Transcribe only the lines between the first line of the records and the line containing "one site extractor.", inclusive, exactly as written.

══ Information shown ══

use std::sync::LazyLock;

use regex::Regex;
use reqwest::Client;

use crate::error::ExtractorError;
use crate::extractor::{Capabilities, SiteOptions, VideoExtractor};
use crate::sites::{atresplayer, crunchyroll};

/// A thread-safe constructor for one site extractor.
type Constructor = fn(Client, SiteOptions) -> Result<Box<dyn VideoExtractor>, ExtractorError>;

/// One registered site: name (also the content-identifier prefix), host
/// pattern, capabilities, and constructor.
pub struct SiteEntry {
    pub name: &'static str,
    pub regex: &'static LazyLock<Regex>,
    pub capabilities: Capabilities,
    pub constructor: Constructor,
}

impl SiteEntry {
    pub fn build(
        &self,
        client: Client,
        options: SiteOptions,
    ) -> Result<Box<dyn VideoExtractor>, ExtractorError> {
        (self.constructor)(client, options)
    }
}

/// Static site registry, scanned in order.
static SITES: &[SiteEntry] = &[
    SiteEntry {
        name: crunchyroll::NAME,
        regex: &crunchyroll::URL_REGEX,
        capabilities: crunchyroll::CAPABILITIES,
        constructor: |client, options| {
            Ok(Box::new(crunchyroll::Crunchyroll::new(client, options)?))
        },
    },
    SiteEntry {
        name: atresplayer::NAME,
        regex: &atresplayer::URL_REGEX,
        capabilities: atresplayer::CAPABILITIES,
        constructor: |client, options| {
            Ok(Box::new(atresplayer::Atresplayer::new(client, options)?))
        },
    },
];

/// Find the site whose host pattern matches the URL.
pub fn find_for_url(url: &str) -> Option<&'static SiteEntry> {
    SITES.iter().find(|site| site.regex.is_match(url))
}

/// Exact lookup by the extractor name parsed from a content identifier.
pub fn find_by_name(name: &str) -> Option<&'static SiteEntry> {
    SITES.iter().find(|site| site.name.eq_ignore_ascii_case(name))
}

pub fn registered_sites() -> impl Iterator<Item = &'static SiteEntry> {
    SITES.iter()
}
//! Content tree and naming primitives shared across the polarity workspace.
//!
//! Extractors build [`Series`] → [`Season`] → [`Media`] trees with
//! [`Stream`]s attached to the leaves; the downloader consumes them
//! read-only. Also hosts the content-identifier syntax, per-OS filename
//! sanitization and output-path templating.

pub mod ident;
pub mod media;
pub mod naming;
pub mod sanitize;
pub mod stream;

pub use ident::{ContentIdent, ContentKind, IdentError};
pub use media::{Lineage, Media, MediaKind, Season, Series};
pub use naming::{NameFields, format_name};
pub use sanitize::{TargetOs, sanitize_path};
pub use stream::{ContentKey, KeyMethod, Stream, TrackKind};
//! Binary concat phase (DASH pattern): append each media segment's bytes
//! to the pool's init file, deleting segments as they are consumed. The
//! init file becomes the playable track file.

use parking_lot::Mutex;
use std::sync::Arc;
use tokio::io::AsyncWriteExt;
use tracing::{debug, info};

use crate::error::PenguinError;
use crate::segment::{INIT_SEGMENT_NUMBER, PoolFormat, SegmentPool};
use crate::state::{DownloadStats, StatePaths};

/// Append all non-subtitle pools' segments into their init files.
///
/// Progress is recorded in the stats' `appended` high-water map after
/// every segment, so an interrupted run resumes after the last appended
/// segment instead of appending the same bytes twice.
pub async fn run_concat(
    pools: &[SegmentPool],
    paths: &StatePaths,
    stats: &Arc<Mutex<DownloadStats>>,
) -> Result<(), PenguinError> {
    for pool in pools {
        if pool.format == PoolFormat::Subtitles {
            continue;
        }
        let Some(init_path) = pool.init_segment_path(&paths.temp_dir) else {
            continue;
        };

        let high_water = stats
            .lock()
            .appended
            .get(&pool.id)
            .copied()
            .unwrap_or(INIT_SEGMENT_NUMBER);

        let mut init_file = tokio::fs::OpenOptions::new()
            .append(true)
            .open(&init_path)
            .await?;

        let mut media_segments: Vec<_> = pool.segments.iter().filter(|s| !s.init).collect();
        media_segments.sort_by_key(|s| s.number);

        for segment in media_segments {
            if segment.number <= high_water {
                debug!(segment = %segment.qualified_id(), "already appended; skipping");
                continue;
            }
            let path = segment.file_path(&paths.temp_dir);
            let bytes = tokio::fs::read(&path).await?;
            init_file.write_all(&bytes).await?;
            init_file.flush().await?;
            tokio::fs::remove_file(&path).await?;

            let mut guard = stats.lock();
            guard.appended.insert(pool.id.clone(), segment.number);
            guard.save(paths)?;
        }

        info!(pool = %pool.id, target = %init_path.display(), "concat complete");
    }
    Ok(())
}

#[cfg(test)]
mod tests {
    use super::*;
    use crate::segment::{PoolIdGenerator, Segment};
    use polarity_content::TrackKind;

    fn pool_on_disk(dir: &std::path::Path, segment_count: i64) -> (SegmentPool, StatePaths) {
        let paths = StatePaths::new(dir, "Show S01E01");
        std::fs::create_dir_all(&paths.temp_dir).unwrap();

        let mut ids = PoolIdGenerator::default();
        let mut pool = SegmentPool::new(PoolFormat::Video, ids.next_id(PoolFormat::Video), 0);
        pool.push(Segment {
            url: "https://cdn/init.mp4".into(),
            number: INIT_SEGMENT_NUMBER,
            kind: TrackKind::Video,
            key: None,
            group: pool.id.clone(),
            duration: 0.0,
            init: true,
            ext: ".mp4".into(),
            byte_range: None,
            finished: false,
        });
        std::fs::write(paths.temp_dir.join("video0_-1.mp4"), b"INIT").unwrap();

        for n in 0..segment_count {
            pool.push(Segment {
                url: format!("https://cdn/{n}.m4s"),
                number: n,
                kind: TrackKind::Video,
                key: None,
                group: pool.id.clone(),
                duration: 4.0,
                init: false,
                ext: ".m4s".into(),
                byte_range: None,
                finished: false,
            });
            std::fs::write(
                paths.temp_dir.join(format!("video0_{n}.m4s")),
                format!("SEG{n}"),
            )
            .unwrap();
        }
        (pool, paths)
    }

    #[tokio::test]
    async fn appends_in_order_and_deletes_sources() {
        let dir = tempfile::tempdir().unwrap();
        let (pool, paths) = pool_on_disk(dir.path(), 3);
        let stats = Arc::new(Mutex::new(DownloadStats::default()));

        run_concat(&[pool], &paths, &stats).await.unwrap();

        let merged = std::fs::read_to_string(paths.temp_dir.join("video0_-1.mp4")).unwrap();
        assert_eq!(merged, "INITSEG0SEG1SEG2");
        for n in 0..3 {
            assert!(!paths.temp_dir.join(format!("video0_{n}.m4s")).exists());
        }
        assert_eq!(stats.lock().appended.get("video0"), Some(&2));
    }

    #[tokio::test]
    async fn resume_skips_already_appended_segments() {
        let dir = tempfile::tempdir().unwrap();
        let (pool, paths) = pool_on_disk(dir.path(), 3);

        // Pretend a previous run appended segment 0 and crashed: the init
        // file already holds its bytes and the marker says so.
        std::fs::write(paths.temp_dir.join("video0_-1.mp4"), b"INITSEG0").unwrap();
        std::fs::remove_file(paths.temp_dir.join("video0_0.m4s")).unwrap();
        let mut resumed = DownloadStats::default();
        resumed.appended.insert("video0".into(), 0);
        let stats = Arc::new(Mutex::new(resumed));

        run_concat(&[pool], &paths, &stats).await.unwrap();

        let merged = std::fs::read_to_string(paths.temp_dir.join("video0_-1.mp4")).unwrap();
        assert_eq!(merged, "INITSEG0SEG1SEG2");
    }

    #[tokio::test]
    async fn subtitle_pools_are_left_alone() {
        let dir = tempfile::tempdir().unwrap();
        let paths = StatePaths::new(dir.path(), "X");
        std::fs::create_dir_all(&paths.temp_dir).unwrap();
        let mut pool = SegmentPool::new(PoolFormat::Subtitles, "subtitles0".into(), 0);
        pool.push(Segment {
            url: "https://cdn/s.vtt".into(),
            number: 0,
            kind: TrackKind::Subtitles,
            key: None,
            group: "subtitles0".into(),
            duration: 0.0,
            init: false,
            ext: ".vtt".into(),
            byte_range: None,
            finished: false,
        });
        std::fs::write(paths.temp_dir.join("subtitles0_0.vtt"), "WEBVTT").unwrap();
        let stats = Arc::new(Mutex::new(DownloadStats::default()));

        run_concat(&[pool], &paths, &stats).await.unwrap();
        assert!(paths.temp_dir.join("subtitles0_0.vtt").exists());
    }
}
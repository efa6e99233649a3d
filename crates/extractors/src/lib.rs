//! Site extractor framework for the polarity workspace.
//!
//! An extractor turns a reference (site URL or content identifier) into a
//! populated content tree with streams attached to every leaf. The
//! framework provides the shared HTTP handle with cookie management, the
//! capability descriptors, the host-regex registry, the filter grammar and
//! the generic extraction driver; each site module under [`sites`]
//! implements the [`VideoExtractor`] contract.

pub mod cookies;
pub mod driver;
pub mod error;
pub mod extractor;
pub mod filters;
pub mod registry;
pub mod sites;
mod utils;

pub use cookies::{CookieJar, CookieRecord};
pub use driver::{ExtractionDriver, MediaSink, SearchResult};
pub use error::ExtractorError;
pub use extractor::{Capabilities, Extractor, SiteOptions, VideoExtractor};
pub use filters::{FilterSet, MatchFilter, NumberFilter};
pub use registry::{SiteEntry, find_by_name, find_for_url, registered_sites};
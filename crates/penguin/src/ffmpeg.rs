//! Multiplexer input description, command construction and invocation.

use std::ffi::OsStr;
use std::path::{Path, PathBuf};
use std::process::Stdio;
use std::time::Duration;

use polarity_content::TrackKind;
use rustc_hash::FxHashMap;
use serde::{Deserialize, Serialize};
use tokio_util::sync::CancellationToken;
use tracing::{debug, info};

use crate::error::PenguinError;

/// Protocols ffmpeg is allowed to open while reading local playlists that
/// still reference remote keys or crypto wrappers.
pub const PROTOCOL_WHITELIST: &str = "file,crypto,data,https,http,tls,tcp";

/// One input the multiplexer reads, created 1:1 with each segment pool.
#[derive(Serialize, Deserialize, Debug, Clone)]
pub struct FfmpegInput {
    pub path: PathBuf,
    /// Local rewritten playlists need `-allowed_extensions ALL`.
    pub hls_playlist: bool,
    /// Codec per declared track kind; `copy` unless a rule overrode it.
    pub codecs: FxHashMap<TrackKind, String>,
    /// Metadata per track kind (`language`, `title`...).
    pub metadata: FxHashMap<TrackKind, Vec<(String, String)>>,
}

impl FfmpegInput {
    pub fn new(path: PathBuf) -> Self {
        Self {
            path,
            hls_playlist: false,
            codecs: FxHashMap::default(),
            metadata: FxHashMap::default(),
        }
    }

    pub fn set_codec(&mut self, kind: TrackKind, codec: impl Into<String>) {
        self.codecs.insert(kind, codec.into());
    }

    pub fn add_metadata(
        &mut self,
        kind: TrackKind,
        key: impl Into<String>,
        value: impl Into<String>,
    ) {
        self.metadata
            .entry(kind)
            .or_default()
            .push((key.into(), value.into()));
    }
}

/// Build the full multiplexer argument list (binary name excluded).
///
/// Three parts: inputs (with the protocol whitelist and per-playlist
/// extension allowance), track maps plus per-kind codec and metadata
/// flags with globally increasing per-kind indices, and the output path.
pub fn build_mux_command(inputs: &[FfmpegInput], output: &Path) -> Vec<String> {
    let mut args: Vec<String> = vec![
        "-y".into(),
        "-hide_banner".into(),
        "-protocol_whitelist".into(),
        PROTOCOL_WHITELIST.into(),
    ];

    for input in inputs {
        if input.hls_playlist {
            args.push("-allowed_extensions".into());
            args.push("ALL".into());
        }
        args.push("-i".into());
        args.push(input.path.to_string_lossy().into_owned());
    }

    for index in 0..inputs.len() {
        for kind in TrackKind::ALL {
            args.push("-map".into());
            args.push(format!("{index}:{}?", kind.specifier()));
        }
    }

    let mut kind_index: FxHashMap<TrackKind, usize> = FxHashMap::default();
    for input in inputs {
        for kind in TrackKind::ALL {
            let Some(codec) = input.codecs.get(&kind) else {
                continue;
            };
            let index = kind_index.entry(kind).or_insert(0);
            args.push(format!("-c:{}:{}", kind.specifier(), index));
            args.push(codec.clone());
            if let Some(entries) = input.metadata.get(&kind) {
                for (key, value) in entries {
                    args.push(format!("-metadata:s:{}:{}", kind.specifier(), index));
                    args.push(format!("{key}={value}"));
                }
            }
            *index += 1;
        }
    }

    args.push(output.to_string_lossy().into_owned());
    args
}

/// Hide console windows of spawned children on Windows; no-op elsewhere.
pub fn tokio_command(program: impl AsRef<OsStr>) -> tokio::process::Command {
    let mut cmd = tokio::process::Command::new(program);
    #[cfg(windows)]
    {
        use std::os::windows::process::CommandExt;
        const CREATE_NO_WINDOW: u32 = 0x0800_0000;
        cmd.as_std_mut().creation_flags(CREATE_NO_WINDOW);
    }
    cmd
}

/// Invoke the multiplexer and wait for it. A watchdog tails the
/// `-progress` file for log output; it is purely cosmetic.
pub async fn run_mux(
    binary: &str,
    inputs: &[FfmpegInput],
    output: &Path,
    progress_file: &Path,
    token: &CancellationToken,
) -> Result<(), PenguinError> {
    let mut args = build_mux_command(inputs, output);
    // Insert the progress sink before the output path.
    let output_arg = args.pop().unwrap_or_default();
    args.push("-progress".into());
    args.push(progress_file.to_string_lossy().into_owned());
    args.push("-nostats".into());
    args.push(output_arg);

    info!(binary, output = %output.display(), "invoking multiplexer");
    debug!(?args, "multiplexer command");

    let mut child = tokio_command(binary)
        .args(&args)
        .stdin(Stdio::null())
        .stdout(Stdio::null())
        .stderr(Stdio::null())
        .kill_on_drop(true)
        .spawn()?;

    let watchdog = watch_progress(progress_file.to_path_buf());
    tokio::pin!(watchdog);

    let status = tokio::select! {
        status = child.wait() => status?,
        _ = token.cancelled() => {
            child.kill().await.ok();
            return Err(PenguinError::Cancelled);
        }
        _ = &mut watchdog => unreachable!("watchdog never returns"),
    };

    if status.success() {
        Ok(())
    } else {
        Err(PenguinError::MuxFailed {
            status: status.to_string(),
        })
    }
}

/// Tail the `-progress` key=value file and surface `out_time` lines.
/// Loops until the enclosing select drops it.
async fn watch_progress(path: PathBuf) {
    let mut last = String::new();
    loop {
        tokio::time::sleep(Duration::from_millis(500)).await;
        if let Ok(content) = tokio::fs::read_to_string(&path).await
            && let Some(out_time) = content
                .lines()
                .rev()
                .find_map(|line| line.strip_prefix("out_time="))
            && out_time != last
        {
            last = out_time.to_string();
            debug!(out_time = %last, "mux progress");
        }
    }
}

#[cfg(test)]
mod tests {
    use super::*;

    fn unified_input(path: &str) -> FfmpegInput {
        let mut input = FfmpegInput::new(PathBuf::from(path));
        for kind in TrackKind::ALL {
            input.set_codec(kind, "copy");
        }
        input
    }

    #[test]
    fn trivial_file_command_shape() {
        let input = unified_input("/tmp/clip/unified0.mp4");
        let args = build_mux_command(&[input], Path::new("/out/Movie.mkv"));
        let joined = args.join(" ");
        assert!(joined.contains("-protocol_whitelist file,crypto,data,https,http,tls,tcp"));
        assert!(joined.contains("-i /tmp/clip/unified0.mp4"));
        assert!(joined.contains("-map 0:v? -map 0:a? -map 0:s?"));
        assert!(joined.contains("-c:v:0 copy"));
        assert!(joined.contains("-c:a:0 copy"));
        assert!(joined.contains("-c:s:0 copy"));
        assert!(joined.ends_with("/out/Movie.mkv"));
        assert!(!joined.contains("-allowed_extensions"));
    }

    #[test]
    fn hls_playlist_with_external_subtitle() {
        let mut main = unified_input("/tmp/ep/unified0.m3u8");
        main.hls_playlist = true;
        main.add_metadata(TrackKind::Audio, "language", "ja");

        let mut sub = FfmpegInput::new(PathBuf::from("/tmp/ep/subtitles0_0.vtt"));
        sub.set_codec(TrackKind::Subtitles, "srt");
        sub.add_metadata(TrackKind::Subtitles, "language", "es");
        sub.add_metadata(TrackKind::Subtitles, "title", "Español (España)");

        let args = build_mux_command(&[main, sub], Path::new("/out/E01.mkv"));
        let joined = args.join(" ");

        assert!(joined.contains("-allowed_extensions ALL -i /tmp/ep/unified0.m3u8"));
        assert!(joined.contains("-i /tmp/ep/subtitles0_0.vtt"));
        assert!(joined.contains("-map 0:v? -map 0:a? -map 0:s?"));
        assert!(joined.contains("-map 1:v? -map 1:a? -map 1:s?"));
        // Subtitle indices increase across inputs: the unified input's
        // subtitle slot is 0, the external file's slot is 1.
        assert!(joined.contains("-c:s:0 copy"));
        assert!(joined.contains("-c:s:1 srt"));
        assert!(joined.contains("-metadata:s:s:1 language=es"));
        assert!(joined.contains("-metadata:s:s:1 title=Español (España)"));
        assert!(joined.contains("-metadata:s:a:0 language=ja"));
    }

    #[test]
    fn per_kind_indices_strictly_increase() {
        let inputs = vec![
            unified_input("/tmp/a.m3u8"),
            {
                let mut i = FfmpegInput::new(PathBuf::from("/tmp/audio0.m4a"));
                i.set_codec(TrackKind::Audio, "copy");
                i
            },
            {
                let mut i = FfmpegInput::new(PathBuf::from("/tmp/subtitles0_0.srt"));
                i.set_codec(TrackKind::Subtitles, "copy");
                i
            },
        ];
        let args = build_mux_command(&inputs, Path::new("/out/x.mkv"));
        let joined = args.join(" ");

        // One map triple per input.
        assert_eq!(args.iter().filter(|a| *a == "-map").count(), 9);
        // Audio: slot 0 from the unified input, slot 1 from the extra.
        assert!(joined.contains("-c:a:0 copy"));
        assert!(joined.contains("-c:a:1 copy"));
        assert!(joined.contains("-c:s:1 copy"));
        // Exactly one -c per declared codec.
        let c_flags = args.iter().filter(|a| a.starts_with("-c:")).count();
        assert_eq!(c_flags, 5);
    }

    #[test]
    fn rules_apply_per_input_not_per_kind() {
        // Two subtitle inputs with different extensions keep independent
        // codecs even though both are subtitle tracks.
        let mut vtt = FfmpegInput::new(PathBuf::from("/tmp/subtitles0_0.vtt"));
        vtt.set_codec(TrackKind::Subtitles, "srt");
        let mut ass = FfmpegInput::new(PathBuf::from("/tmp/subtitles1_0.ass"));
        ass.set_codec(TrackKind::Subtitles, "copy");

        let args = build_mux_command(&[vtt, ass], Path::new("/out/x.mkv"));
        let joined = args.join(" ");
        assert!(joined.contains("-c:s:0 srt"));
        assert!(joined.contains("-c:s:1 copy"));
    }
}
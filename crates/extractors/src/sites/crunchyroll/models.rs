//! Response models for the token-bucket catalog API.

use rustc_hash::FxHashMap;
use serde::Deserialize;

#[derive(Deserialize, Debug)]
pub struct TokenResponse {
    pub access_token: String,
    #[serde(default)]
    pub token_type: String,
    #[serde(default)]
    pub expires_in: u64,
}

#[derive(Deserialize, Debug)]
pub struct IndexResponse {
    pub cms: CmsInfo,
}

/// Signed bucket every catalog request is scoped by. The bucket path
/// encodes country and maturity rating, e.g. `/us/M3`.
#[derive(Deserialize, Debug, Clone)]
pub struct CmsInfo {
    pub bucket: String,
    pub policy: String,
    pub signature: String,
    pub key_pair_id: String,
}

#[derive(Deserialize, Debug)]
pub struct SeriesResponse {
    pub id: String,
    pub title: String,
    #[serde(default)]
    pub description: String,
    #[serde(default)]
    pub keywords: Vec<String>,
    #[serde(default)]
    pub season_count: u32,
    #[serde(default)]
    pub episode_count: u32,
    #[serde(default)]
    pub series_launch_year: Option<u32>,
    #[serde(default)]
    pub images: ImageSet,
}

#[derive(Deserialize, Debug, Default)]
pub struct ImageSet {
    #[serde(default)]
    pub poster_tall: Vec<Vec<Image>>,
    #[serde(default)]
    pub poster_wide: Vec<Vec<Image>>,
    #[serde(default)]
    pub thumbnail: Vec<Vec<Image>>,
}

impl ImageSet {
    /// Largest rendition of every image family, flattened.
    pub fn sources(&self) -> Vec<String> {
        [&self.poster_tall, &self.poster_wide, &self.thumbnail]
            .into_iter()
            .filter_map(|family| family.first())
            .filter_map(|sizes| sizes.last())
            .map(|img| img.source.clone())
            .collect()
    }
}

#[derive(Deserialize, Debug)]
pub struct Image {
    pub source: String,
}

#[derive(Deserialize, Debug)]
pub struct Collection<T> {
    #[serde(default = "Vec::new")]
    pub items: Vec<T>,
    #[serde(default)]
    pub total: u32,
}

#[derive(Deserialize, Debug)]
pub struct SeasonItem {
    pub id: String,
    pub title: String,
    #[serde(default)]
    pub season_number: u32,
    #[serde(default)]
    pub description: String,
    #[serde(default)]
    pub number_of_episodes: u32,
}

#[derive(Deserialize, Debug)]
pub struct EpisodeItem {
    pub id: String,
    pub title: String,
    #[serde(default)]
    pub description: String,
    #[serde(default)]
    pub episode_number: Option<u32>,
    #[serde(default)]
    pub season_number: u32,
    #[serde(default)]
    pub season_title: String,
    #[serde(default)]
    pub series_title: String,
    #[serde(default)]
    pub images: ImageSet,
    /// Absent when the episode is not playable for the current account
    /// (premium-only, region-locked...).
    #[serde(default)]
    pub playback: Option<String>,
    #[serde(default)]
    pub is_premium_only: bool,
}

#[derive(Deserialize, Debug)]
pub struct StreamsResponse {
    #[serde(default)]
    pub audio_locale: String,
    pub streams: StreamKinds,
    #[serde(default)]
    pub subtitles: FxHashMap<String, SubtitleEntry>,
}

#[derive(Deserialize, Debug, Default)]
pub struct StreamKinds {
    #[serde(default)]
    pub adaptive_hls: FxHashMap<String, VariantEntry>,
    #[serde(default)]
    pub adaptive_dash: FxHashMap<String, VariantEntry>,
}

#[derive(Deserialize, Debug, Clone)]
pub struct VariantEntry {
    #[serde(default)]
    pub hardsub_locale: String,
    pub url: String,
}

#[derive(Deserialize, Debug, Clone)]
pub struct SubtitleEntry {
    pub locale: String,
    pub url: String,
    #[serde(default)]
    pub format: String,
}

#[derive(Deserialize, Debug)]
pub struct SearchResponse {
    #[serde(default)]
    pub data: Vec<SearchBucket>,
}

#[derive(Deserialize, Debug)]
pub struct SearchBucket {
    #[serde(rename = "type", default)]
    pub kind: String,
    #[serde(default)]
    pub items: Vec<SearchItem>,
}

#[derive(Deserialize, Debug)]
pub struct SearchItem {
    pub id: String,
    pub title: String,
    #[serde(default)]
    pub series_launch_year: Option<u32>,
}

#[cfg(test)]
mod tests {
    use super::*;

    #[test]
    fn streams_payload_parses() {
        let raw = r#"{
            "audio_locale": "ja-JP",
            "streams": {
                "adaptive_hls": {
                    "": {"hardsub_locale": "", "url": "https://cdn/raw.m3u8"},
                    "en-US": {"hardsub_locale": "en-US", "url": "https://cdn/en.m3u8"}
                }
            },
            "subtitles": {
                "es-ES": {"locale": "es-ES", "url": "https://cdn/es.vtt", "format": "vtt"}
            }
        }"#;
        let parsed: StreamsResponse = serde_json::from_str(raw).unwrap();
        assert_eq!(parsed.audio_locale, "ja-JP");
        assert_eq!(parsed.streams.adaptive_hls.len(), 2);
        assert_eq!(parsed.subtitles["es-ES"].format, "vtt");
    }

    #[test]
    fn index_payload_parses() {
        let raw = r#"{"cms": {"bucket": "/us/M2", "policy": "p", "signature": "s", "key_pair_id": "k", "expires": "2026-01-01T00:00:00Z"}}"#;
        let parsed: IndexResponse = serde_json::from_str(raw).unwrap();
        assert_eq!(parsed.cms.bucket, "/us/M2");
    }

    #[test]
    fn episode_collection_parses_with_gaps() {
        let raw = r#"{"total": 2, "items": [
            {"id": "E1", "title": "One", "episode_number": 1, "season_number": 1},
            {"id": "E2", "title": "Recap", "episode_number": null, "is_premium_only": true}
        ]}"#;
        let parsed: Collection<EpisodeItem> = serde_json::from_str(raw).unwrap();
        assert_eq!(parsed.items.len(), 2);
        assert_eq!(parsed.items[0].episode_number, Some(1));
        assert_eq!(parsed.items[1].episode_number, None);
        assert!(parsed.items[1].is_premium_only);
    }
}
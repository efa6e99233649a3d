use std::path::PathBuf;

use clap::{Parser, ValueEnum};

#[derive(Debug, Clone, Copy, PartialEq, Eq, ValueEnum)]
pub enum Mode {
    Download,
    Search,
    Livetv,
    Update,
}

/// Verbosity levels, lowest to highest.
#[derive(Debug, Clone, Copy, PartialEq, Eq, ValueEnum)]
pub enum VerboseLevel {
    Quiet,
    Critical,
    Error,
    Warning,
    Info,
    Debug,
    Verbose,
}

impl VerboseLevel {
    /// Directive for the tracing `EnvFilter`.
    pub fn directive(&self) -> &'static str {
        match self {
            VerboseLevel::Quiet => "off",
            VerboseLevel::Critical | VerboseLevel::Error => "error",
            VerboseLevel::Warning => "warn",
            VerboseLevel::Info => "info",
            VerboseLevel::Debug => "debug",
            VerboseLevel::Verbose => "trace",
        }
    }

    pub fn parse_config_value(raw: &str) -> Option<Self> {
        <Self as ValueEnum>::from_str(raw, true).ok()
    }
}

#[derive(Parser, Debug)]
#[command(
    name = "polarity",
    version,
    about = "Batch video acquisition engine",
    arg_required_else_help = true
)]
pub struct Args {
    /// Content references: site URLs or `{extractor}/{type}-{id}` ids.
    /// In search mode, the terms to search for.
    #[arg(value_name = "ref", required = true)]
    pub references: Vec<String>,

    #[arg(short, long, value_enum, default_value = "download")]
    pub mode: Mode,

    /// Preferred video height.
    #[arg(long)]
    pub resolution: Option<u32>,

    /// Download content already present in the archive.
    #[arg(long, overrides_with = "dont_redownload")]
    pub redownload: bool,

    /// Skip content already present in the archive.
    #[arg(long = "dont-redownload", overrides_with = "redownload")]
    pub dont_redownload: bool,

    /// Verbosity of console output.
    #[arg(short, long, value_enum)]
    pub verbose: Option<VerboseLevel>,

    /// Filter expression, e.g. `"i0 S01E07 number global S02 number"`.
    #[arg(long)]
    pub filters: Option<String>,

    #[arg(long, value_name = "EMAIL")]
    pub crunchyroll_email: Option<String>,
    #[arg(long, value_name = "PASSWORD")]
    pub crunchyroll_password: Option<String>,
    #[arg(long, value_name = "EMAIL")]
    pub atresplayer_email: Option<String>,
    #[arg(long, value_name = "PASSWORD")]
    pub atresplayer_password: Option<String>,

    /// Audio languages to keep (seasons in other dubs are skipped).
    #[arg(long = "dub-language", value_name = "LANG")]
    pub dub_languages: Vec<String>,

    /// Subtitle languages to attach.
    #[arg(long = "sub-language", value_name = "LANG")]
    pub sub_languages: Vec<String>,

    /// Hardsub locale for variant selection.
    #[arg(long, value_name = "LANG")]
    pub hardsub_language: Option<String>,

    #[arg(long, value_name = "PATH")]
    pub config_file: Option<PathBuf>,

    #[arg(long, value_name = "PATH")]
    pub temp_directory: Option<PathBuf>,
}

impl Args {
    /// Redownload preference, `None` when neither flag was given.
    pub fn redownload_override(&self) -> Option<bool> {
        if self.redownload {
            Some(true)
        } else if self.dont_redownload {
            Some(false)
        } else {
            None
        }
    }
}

═══

_Answer for this exercise_.
use std::sync::LazyLock;

use regex::Regex;
use reqwest::Client;

use crate::error::ExtractorError;
use crate::extractor::{Capabilities, SiteOptions, VideoExtractor};
use crate::sites::{atresplayer, crunchyroll};

/// A thread-safe constructor for one site extractor.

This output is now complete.